I wish to make two further points about #ReclaimHerName by tracing counterpoints to the affects the marketing campaign wished to elicit. First is my interest in lingering with racialized modes of unfeeling like Oriental inscrutability that defy the affective and epistemological transparencies that the project relies upon. Among the twenty-five writers, they incorporated a short story allegedly written by Edith Maude Eaton, best known as Sui Sin Far, under the name Mahlon T. Wing. I am less interested in the errors–such as claiming her novels were famous when Eaton never wrote a novel we know of–than comparing the choice of “How White Men Assist in Smuggling Chinamen Across the Border in Puget Sound Country” to one of her best known short stories “The Smuggling of Tie Co.”

Of the Wing short story whose title functions as straightforward summary, the framing text on the Baileys’ website states, “Unlike her characters, she no longer needs to hide.” But what if Eaton and her characters are resistant to that reclaiming, to that assumption that exposure is justice? “The Smuggling of Tie Co” complicates the scenario of white men aiding the smuggling of Chinese across national borders. The story is recognized by scholars for its queerness: Far disaggregates gender identity, gender expression, and sexual orientation from the supposed fact of Tie Co’s body reclaimed after the character’s death. “Tie Co’s body, and yet not Tie Co, for Tie Co was a youth, and the body found with Tie Co’s face and dressed in Tie Co’s clothes was the body of a girl–a woman.” The story ends with the white Jack Fabian “pondering long and earnestly over the mystery of Tie Co’s life–and death.” Fabian is unable to reclaim a Tie Co that would be legible to him and the narrator preserves that inscrutability.

My feelings about #ReclaimHerName, however, are not so obscure. The clumsy inclusion of the Wing short story twists the careful recovery work of my postdoctoral mentor Mary Chapman. This faux-feminist campaign erases the intergenerational and horizontal practices of feminist scholarship necessary for the sensitive attention required to do justice to minoritized writers.

In closing, I turn to the celebration of Frances Ellen Watkins Harper at the Dickens Universe conference as a contrasting project of feminist scholarship not only in content but in practice.

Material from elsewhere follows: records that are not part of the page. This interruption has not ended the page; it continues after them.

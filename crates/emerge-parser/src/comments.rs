//! Line-oriented comment removal over a raw token stream.

use emerge_core::config::CommentKeywords;

/// Rebuild source from raw tokens and drop comment lines.
///
/// Tokens are joined with single spaces and split back into lines. A single
/// flag tracks whether we are inside a block comment:
///
/// - a line containing the block-start marker opens the block and is dropped,
/// - otherwise a line containing the block-stop marker closes it and is dropped,
/// - lines inside a block are dropped,
/// - lines whose trimmed text starts with the line-comment marker are dropped.
///
/// Known limitations: a block comment opening and closing on one line drops
/// the whole line (and leaves the flag set), and code sharing a line with a
/// block marker is lost.
pub fn filter_source_tokens_without_comments(
    tokens: &[String],
    keywords: &CommentKeywords,
) -> String {
    filter_source_without_comments(&tokens.join(" "), keywords)
}

/// Same filter applied to already-assembled source text.
pub fn filter_source_without_comments(source: &str, keywords: &CommentKeywords) -> String {
    let mut kept = Vec::new();
    let mut active_block_comment = false;

    for line in source.lines() {
        if line.contains(keywords.start_block_comment.as_str()) {
            active_block_comment = true;
            continue;
        }
        if line.contains(keywords.stop_block_comment.as_str()) {
            active_block_comment = false;
            continue;
        }
        if line.trim().starts_with(keywords.line_comment.as_str()) {
            continue;
        }
        if !active_block_comment {
            kept.push(line);
        }
    }

    kept.join("\n")
}

#[cfg(test)]
mod tests {
    use super::*;
    use crate::tokenizer::scan_tokens;

    fn filter(source: &str) -> Vec<String> {
        filter_source_tokens_without_comments(&scan_tokens(source), &CommentKeywords::c_style())
            .lines()
            .map(|l| l.trim().to_string())
            .collect()
    }

    #[test]
    fn test_line_comment_dropped() {
        let out = filter("int a;\n   // note\nint b;");
        assert_eq!(out, ["int a;", "int b;"]);
    }

    #[test]
    fn test_block_comment_dropped_inclusive() {
        let out = filter("a\n/* start\ninside\nend */\nb");
        assert_eq!(out, ["a", "b"]);
    }

    #[test]
    fn test_trailing_line_comment_kept() {
        // only lines that start with the marker are removed
        let out = filter("x = 1; // trailing");
        assert_eq!(out, ["x = 1; // trailing"]);
    }

    #[test]
    fn test_single_line_block_comment_swallows_following_lines() {
        let out = filter("a\n/* one-liner */\nb\n*/\nc");
        assert_eq!(out, ["a", "c"]);
    }

    #[test]
    fn test_filter_is_idempotent() {
        let keywords = CommentKeywords::c_style();
        for source in [
            "int a;\n// note\nint b;",
            "a\n/* start\ninside\nend */\nb",
            "class A {\n  /* inline */\n  x;\n}\n*/\ny = 1; // trailing",
            "/**\n * doc\n */\nclass B { }\n   // tail",
            "",
        ] {
            let once = filter_source_tokens_without_comments(&scan_tokens(source), &keywords);
            let twice = filter_source_without_comments(&once, &keywords);
            assert_eq!(twice, once, "filtering twice changed {source:?}");
        }
    }

    #[test]
    fn test_empty_input() {
        assert!(filter("").is_empty());
    }
}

In these events Brigitte Fielder, Koritha Mitchell, Derrick Spires, and Nazera Sadiq Wright demonstrated the intellectual richness of Harper studies as it is strengthened by an ethos of collaboration and pedagogy; it emerged that over the years Carla Peterson’s graduate seminar had been the generative site for the next generation of Harper scholars. I myself am indebted to the generosity of these scholars in my work on Harper. In honouring the names and works of writers, we need to remember the importance of citation. Citation is political, as elucidated by theorist Sara Ahmed: uplifting names can be feminist and anti-racist critique.